Examples of research

The DNLR has been used for various studies in which it has been merged with local databases (transplantation and clinical trial office databases) and national registries (the Danish Civil Registration System, DNRP, the Danish Cancer Registry).

In one study, the registry was used to investigate the impact of patient and disease characteristics on TTT and to assess the effect of TTT on treatment response (CR) and survival.10

In a second study, data were used to examine how treatment intent varies by comorbidity and functional status (World Health Organization performance status score [WHO PS]) and to determine the prognostic impact of comorbidity and PS on achievement of CR, early death, and long-term mortality.11

In a third study, data were used to estimate frequencies of therapy-related and secondary AML (MDS and non-MDS) overall and over time; they were also used to describe differences in characteristics, and outcome between intensively treated secondary and therapy-related AML (depending on prior hematological disease or cytotoxic therapy) and de novo AML patients.12

In a fourth study, the registry was used to estimate the patient accrual rates of clinical AML trials in Denmark, to describe the difference in patient and disease characteristics as well as outcome between patients treated according to clinical trials and those treated outside clinical trials.13

In an ongoing study, researchers are investigating the impact of body mass index (BMI) on prognosis. Data on smoking and alcohol consumption are obtained from medical records and will be used to investigate the impact of lifestyle factors on outcome.

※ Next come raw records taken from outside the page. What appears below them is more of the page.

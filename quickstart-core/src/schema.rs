//! Typed keys layered over the string-keyed [`ConfigStore`].
use crate::config::{ConfigError, ConfigStore};
use std::fmt;

/// Font selection value for the bundled font.
pub const FONT_SELECTION_BUILTIN: &str = "Built-in";
/// Font selection value that requires [`ConfigKey::CustomFontFilePath`].
pub const FONT_SELECTION_CUSTOM: &str = "Custom";

#[derive(Clone, Copy, Debug, PartialEq, Eq)]
pub enum ValueKind {
    Bool,
    Text,
    Path,
}

/// The configuration entries onboarding reads or writes.
#[derive(Clone, Copy, Debug, PartialEq, Eq, Hash, PartialOrd, Ord)]
pub enum ConfigKey {
    UseBgraFormat,
    ForceConvertTexture,
    TextureUploadMode,
    UseCustomDriver,
    CustomDriverLibraryPath,
    UseLlvmCpu,
    FontFileSelection,
    CustomFontFilePath,
}

impl ConfigKey {
    pub const ALL: [ConfigKey; 8] = [
        ConfigKey::UseBgraFormat,
        ConfigKey::ForceConvertTexture,
        ConfigKey::TextureUploadMode,
        ConfigKey::UseCustomDriver,
        ConfigKey::CustomDriverLibraryPath,
        ConfigKey::UseLlvmCpu,
        ConfigKey::FontFileSelection,
        ConfigKey::CustomFontFilePath,
    ];

    /// The dotted path of this entry in the store.
    pub fn path(self) -> &'static str {
        match self {
            ConfigKey::UseBgraFormat => "Video.Use_BGRA_Format",
            ConfigKey::ForceConvertTexture => "Video.Force_Convert_Texture",
            ConfigKey::TextureUploadMode => "Video.Texture_Upload_Mode",
            ConfigKey::UseCustomDriver => "Video.Vulkan.Use_Custom_Driver",
            ConfigKey::CustomDriverLibraryPath => "Video.Vulkan.Custom_Driver_Library_Path",
            ConfigKey::UseLlvmCpu => "Core.Use_LLVM_CPU",
            ConfigKey::FontFileSelection => "Miscellaneous.Font_File_Selection",
            ConfigKey::CustomFontFilePath => "Miscellaneous.Custom_Font_File_Path",
        }
    }

    /// The last path segment, e.g. `Use_BGRA_Format`.
    pub fn name(self) -> &'static str {
        let path = self.path();
        path.rsplit('.').next().unwrap_or(path)
    }

    pub fn kind(self) -> ValueKind {
        match self {
            ConfigKey::UseBgraFormat
            | ConfigKey::ForceConvertTexture
            | ConfigKey::UseCustomDriver => ValueKind::Bool,
            ConfigKey::CustomDriverLibraryPath | ConfigKey::CustomFontFilePath => ValueKind::Path,
            ConfigKey::TextureUploadMode | ConfigKey::UseLlvmCpu | ConfigKey::FontFileSelection => {
                ValueKind::Text
            }
        }
    }

    pub fn default_value(self) -> &'static str {
        match self {
            ConfigKey::UseBgraFormat => "true",
            ConfigKey::ForceConvertTexture => "false",
            ConfigKey::TextureUploadMode => "Auto",
            ConfigKey::UseCustomDriver => "false",
            ConfigKey::CustomDriverLibraryPath => "",
            ConfigKey::UseLlvmCpu => "",
            ConfigKey::FontFileSelection => FONT_SELECTION_BUILTIN,
            ConfigKey::CustomFontFilePath => "",
        }
    }
}

impl fmt::Display for ConfigKey {
    fn fmt(&self, f: &mut fmt::Formatter<'_>) -> fmt::Result {
        f.write_str(self.path())
    }
}

impl ConfigStore {
    /// Reads a typed entry, falling back to its declared default when absent.
    pub fn get(&self, key: ConfigKey) -> Result<String, ConfigError> {
        match self.load_entry(key.path()) {
            Ok(value) => Ok(value),
            Err(ConfigError::KeyNotFound(_)) => Ok(key.default_value().to_string()),
            Err(e) => Err(e),
        }
    }

    /// Reads a boolean entry. Anything other than `true` (case-insensitive) is `false`.
    pub fn get_bool(&self, key: ConfigKey) -> Result<bool, ConfigError> {
        Ok(self.get(key)?.eq_ignore_ascii_case("true"))
    }

    pub fn set(&mut self, key: ConfigKey, value: &str) -> Result<(), ConfigError> {
        self.save_entry(key.path(), value)
    }

    pub fn set_bool(&mut self, key: ConfigKey, value: bool) -> Result<(), ConfigError> {
        self.save_entry(key.path(), if value { "true" } else { "false" })
    }
}
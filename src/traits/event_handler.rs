use async_trait::async_trait;

use crate::models::swap::{FormErrors, SwapReceipt};

/// Handler for swap form events
#[async_trait]
pub trait SwapEventHandler: Send + Sync {
    /// Called after a swap was submitted successfully
    async fn on_swap(&self, receipt: &SwapReceipt);

    /// Called when a submit was rejected by validation
    async fn on_rejected(&self, errors: &FormErrors);

    /// Handle provider errors
    async fn handle_error(&self, error: &anyhow::Error);
}
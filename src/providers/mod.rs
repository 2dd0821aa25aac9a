//! Price and balance providers

pub mod price_provider;
pub mod balance_provider;

// Re-export for convenience
pub use price_provider::StaticPriceProvider;
pub use balance_provider::StaticBalanceProvider;
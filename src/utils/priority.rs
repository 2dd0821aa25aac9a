/// Rank given to chains missing from [`PRIORITY_TABLE`]
pub const UNKNOWN_PRIORITY: i32 = -99;

/// Display priority per blockchain, higher first
pub const PRIORITY_TABLE: &[(&str, i32)] = &[
    ("Osmosis", 100),
    ("Ethereum", 50),
    ("Arbitrum", 30),
    ("Zilliqa", 20),
    ("Neo", 20),
];

/// Look up the display priority of a blockchain
pub fn get_priority(blockchain: &str) -> i32 {
    PRIORITY_TABLE
        .iter()
        .find(|(name, _)| *name == blockchain)
        .map_or(UNKNOWN_PRIORITY, |(_, rank)| *rank)
}
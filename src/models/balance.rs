use serde::{Deserialize, Serialize};

/// Balance of one currency on one chain
#[derive(Debug, Clone, PartialEq, Serialize, Deserialize)]
pub struct WalletBalance {
    pub currency: String,
    pub amount: f64,
    pub blockchain: String,
}

impl WalletBalance {
    /// Create a new wallet balance
    pub fn new(currency: impl Into<String>, amount: f64, blockchain: impl Into<String>) -> Self {
        Self {
            currency: currency.into(),
            amount,
            blockchain: blockchain.into(),
        }
    }

    /// Only strictly positive amounts are shown
    pub fn is_displayable(&self) -> bool {
        self.amount > 0.0
    }
}

/// A wallet balance with its display-formatted amount
#[derive(Debug, Clone, PartialEq, Serialize)]
pub struct FormattedWalletBalance {
    #[serde(flatten)]
    pub balance: WalletBalance,
    pub formatted: String,
}

impl FormattedWalletBalance {
    /// Wrap a balance, formatting its amount as a whole number
    pub fn new(balance: WalletBalance) -> Self {
        let formatted = format_whole(balance.amount);
        Self { balance, formatted }
    }
}

/// Round half away from zero and print without decimals
pub fn format_whole(amount: f64) -> String {
    format!("{:.0}", amount.round())
}

/// Row rendered on the wallet page
#[derive(Debug, Clone, PartialEq, Serialize)]
pub struct WalletRow {
    /// Stable key: `{currency}-{blockchain}`
    pub key: String,
    pub amount: f64,
    pub usd_value: f64,
    pub formatted_amount: String,
}
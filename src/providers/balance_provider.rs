use async_trait::async_trait;

use crate::models::balance::WalletBalance;
use crate::traits::balance_provider::WalletBalanceProvider;

/// Balance provider serving a fixed list
pub struct StaticBalanceProvider {
    balances: Vec<WalletBalance>,
}

impl StaticBalanceProvider {
    /// Create a provider over the given balances
    pub fn new(balances: Vec<WalletBalance>) -> Self {
        Self { balances }
    }

    /// Demo wallet: one ranked chain, one empty balance, one unranked chain
    pub fn demo() -> Self {
        Self::new(vec![
            WalletBalance::new("OSMO", 100.0, "Osmosis"),
            WalletBalance::new("ETH", 0.0, "Ethereum"),
            WalletBalance::new("BTC", 0.5, "Bitcoin"),
        ])
    }
}

impl Default for StaticBalanceProvider {
    fn default() -> Self {
        Self::demo()
    }
}

#[async_trait]
impl WalletBalanceProvider for StaticBalanceProvider {
    async fn fetch_balances(&self) -> anyhow::Result<Vec<WalletBalance>> {
        Ok(self.balances.clone())
    }
}
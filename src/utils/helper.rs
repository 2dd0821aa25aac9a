/// Parse a sanitized amount string, NaN when empty or malformed
pub fn parse_amount(s: &str) -> f64 {
    s.trim().parse::<f64>().unwrap_or(f64::NAN)
}

/// Format a USD value with four decimals
pub fn format_usd(value: f64) -> String {
    format!("${:.4}", value)
}

#[cfg(test)]
mod tests {
    use super::*;

    #[test]
    fn test_parse_amount() {
        assert_eq!(parse_amount("12.5"), 12.5);
        assert_eq!(parse_amount("0."), 0.0);
        assert!(parse_amount("").is_nan());
    }

    #[test]
    fn test_format_usd() {
        assert_eq!(format_usd(50.0), "$50.0000");
    }
}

Finally, the importance of the quality of CR with reconstitution of bone marrow function is being investigated using data from the National Danish Transfusion Database.

ALL and MDS data have not yet been used for research, as the number of patients is relatively small and the followup time is short. A Nordic collaboration aims to merge data between national MDS registries, thereby expanding the study population.

Conclusion

The DNLR includes patient and disease characteristics, as well as outcome data on MDS and acute leukemia patients. The completeness and PPVs of the data are high, and the registry captures more than 99.5% of AML patients. So far, these high-quality data have been used for large nationwide prognostic studies of AML. Within the next 5 years, the follow-up time for MDS and ALL patients will allow these data to be explored. In conclusion, the DNLR has shown to be a valuable resource for clinical research of acute leukemia.

Acknowledgments

We wish to thank all hematologists who carefully report clinical data to the registry. Also, we appreciate the dedicated work of Secretary Kirsten Hansen, Aarhus University Hospital, and of the data coordinator, Dr Peter Brown, Copenhagen University Hospital. This paper was funded by the Program for Clinical Research Infrastructure (PROCRIN) established by the Lundbeck Foundation and the Novo Nordisk Foundation and administered by the Danish Regions.

Footnotes

Disclosure

The registry is administered by the Registry Support Centre of Epidemiology and Biostatistics (East) and the Registry Support Centre of Clinical Quality and Health Informatics (East). Lene Sofie Granfeldt Østgård is supported by the Danish Cancer Society. The other authors report no conflicts of interest in this work.